### Problem requirements
Work out how many lines of the records contain "spec". Answer with the number and nothing else.

### Supplied material

//! Resource service: single-resource operations and the streaming deploy
//! pipeline.

use std::collections::{BTreeSet, HashMap, HashSet};
use std::sync::Arc;

use futures::{Stream, StreamExt};
use optimus_core::error::{OptimusError, OptimusResult};
use optimus_core::models::resource::{ENTITY_RESOURCE, Resource, Status, Store};
use optimus_core::models::tenant::{NamespaceName, Tenant};
use optimus_core::repository::{ResourceRepository, TenantDetailsGetter};
use optimus_event::{Event, EventHandler};
use tokio_util::sync::CancellationToken;
use tracing::{info, warn};

use crate::deploy::{DeployLog, DeployRequest};
use crate::manager::ResourceManager;
use crate::metrics::DeployMetrics;

/// Resource service.
///
/// Generic over the repository and tenant lookup so the deploy pipeline
/// has no dependency on the database crate.
pub struct ResourceService<R: ResourceRepository, T: TenantDetailsGetter> {
    repo: Arc<R>,
    manager: Arc<ResourceManager<R>>,
    tenants: T,
    events: EventHandler,
    metrics: DeployMetrics,
}

impl<R: ResourceRepository, T: TenantDetailsGetter> ResourceService<R, T> {
    pub fn new(
        repo: Arc<R>,
        manager: Arc<ResourceManager<R>>,
        tenants: T,
        events: EventHandler,
        metrics: DeployMetrics,
    ) -> Self {
        Self {
            repo,
            manager,
            tenants,
            events,
            metrics,
        }
    }

    /// Validates `res` and assigns its URN. On failure the resource ends
    /// in `validation_failure`.
    fn prepare(&self, res: &mut Resource) -> OptimusResult<()> {
        let urn = match self
            .manager
            .validate(res)
            .and_then(|()| self.manager.get_urn(res))
        {
            Ok(urn) => urn,
            Err(err) => {
                res.mark_validation_failure()?;
                return Err(err);
            }
        };
        res.mark_validation_success()?;
        res.update_urn(urn)
    }

    pub async fn create(&self, mut res: Resource) -> OptimusResult<Resource> {
        // 1. Validate the spec and move to the pending state.
        self.prepare(&mut res)?;
        res.mark_to_create()?;

        // 2. The tenant must be known.
        self.tenants.ensure_exists(res.tenant()).await?;

        // 3. Persist the pending row.
        self.repo.create(&res).await?;

        // 4. Create in the store; the manager persists the outcome.
        self.manager.create_resource(&mut res).await?;
        self.events.handle_event(&Event::resource_created(&res));
        Ok(res)
    }

    pub async fn update(&self, mut res: Resource) -> OptimusResult<Resource> {
        // 1. The resource must already be registered.
        self.repo
            .read_by_full_name(res.tenant(), res.store(), res.full_name())
            .await?;

        // 2. Validate and move to the pending state.
        self.prepare(&mut res)?;
        res.mark_to_update()?;

        // 3. Persist, then reconcile.
        self.repo.update(&res).await?;
        self.manager.update_resource(&mut res).await?;
        self.events.handle_event(&Event::resource_updated(&res));
        Ok(res)
    }

    pub async fn get(&self, tenant: &Tenant, store: Store, full_name: &str) -> OptimusResult<Resource> {
        self.repo.read_by_full_name(tenant, store, full_name).await
    }

    pub async fn get_all(&self, tenant: &Tenant, store: Store) -> OptimusResult<Vec<Resource>> {
        self.repo.read_all(tenant, store).await
    }

    pub async fn change_namespace(
        &self,
        tenant: &Tenant,
        store: Store,
        full_name: &str,
        new_namespace: NamespaceName,
    ) -> OptimusResult<()> {
        self.tenants
            .ensure_exists(&tenant.with_namespace(new_namespace.clone()))
            .await?;
        let res = self.repo.read_by_full_name(tenant, store, full_name).await?;
        self.repo.change_namespace(&res, &new_namespace).await?;

        info!(
            %tenant,
            resource = full_name,
            new_namespace = %new_namespace,
            "resource moved to another namespace"
        );
        Ok(())
    }

    /// Pushes stored resources to the store again as updates. Every named
    /// resource must exist; the returned copies carry their new status.
    pub async fn apply(
        &self,
        tenant: &Tenant,
        store: Store,
        names: &[String],
    ) -> OptimusResult<Vec<Resource>> {
        let stored = self.repo.read_by_full_names(tenant, store, names).await?;

        let found: HashSet<&str> = stored.iter().map(Resource::full_name).collect();
        let missing: Vec<&str> = names
            .iter()
            .map(String::as_str)
            .filter(|name| !found.contains(name))
            .collect();
        if !missing.is_empty() {
            return Err(OptimusError::not_found(
                ENTITY_RESOURCE,
                format!("resources not found: [{}]", missing.join(", ")),
            ));
        }

        let mut resources = Vec::with_capacity(stored.len());
        for row in &stored {
            let mut res = row.renewed();
            res.mark_validation_success()?;
            if let Some(urn) = row.urn() {
                res.update_urn(urn)?;
            }
            res.mark_to_update()?;
            resources.push(res);
        }

        if let Err(err) = self.manager.deploy(store, &mut resources).await {
            warn!(%tenant, error = %err, "apply finished with failures");
        }
        for res in &resources {
            self.metrics.record(res);
            if res.status().is_successful() {
                self.events.handle_event(&Event::resource_updated(res));
            }
        }
        Ok(resources)
    }

    /// Consumes deploy requests until the stream ends or `cancel` fires.
    ///
    /// Problems with one request are reported on `log` and the namespace is
    /// remembered; the remaining requests still run. The result names every
    /// namespace that had a problem.
    pub async fn deploy<S>(
        &self,
        mut requests: S,
        log: &DeployLog,
        cancel: &CancellationToken,
    ) -> OptimusResult<()>
    where
        S: Stream<Item = DeployRequest> + Unpin + Send,
    {
        let mut errored: BTreeSet<String> = BTreeSet::new();

        loop {
            let request = tokio::select! {
                biased;
                _ = cancel.cancelled() => {
                    warn!("deploy deadline exceeded");
                    log.error("deadline exceeded, no further resources are deployed");
                    return Err(OptimusError::internal(ENTITY_RESOURCE, "deadline exceeded"));
                }
                next = requests.next() => match next {
                    Some(request) => request,
                    None => break,
                },
            };

            let namespace = request.namespace_name.clone();
            if let Err(err) = self.deploy_request(request, log).await {
                log.error(format!("error deploying namespace [{namespace}]: {err}"));
                errored.insert(namespace);
            }
        }

        if errored.is_empty() {
            return Ok(());
        }
        let names: Vec<String> = errored.into_iter().collect();
        Err(OptimusError::internal(
            ENTITY_RESOURCE,
            format!("error when deploying: [{}]", names.join(", ")),
        ))
    }

    async fn deploy_request(&self, request: DeployRequest, log: &DeployLog) -> OptimusResult<()> {
        let tenant = Tenant::new(&request.project_name, &request.namespace_name).map_err(|err| {
            OptimusError::invalid_argument(
                ENTITY_RESOURCE,
                format!(
                    "invalid tenant information request project [{}] namespace [{}]: {err}",
                    request.project_name, request.namespace_name
                ),
            )
        })?;
        let store: Store = request.datastore_name.parse()?;

        let mut resources = Vec::with_capacity(request.resources.len());
        let mut adapt_failed = false;
        for spec in &request.resources {
            match spec.to_resource(&tenant, store) {
                Ok(res) => resources.push(res),
                Err(err) => {
                    warn!(%tenant, resource = %spec.name, error = %err, "cannot adapt resource");
                    log.error(format!("error adapting resource [{}]: {err}", spec.name));
                    adapt_failed = true;
                }
            }
        }

        let outcome = self.deploy_batch(&tenant, store, resources, log).await;
        if adapt_failed {
            return Err(OptimusError::invalid_argument(
                ENTITY_RESOURCE,
                "some resources could not be read",
            ));
        }
        outcome
    }

    async fn deploy_batch(
        &self,
        tenant: &Tenant,
        store: Store,
        incoming: Vec<Resource>,
        log: &DeployLog,
    ) -> OptimusResult<()> {
        if incoming.is_empty() {
            return Ok(());
        }

        // 1. Tenant and current state.
        self.tenants.ensure_exists(tenant).await?;
        let existing: HashMap<String, Resource> = self
            .repo
            .read_all(tenant, store)
            .await?
            .into_iter()
            .map(|res| (res.full_name().to_string(), res))
            .collect();

        // 2. Validate and classify.
        let mut failed = 0usize;
        let mut skipped = 0usize;
        let mut pending = Vec::with_capacity(incoming.len());
        for mut res in incoming {
            if let Err(err) = self.prepare(&mut res) {
                log.error(format!("[{}] {}: {err}", res.status(), res.full_name()));
                self.metrics.record(&res);
                failed += 1;
                continue;
            }
            match existing.get(res.full_name()) {
                Some(stored) if *stored == res && stored.status().is_successful() => {
                    res.mark_skipped()?;
                    log.info(format!("[skipped] {}", res.full_name()));
                    self.metrics.record(&res);
                    skipped += 1;
                }
                Some(_) => {
                    res.mark_to_update()?;
                    pending.push(res);
                }
                None => {
                    res.mark_to_create()?;
                    pending.push(res);
                }
            }
        }

        if !pending.is_empty() {
            // 3. Persist pending rows in one transaction.
            self.repo.create_or_update_all(&pending).await?;

            // 4. Reconcile against the store.
            let creates: HashSet<String> = pending
                .iter()
                .filter(|res| res.status() == Status::ToCreate)
                .map(|res| res.full_name().to_string())
                .collect();
            if let Err(err) = self.manager.deploy(store, &mut pending).await {
                warn!(%tenant, %store, error = %err, "deploy finished with failures");
            }

            // 5. Report and publish.
            for res in &pending {
                self.metrics.record(res);
                if res.status().is_successful() {
                    log.info(format!("[success] {}", res.full_name()));
                    let event = if creates.contains(res.full_name()) {
                        Event::resource_created(res)
                    } else {
                        Event::resource_updated(res)
                    };
                    self.events.handle_event(&event);
                } else {
                    log.error(format!("[{}] {}", res.status(), res.full_name()));
                    failed += 1;
                }
            }
        }

        info!(
            %tenant,
            %store,
            pending = pending.len(),
            skipped,
            failed,
            "deploy batch finished"
        );
        if failed > 0 {
            return Err(OptimusError::internal(
                ENTITY_RESOURCE,
                format!("{failed} resource(s) failed"),
            ));
        }
        Ok(())
    }
}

### Response for this exercise
5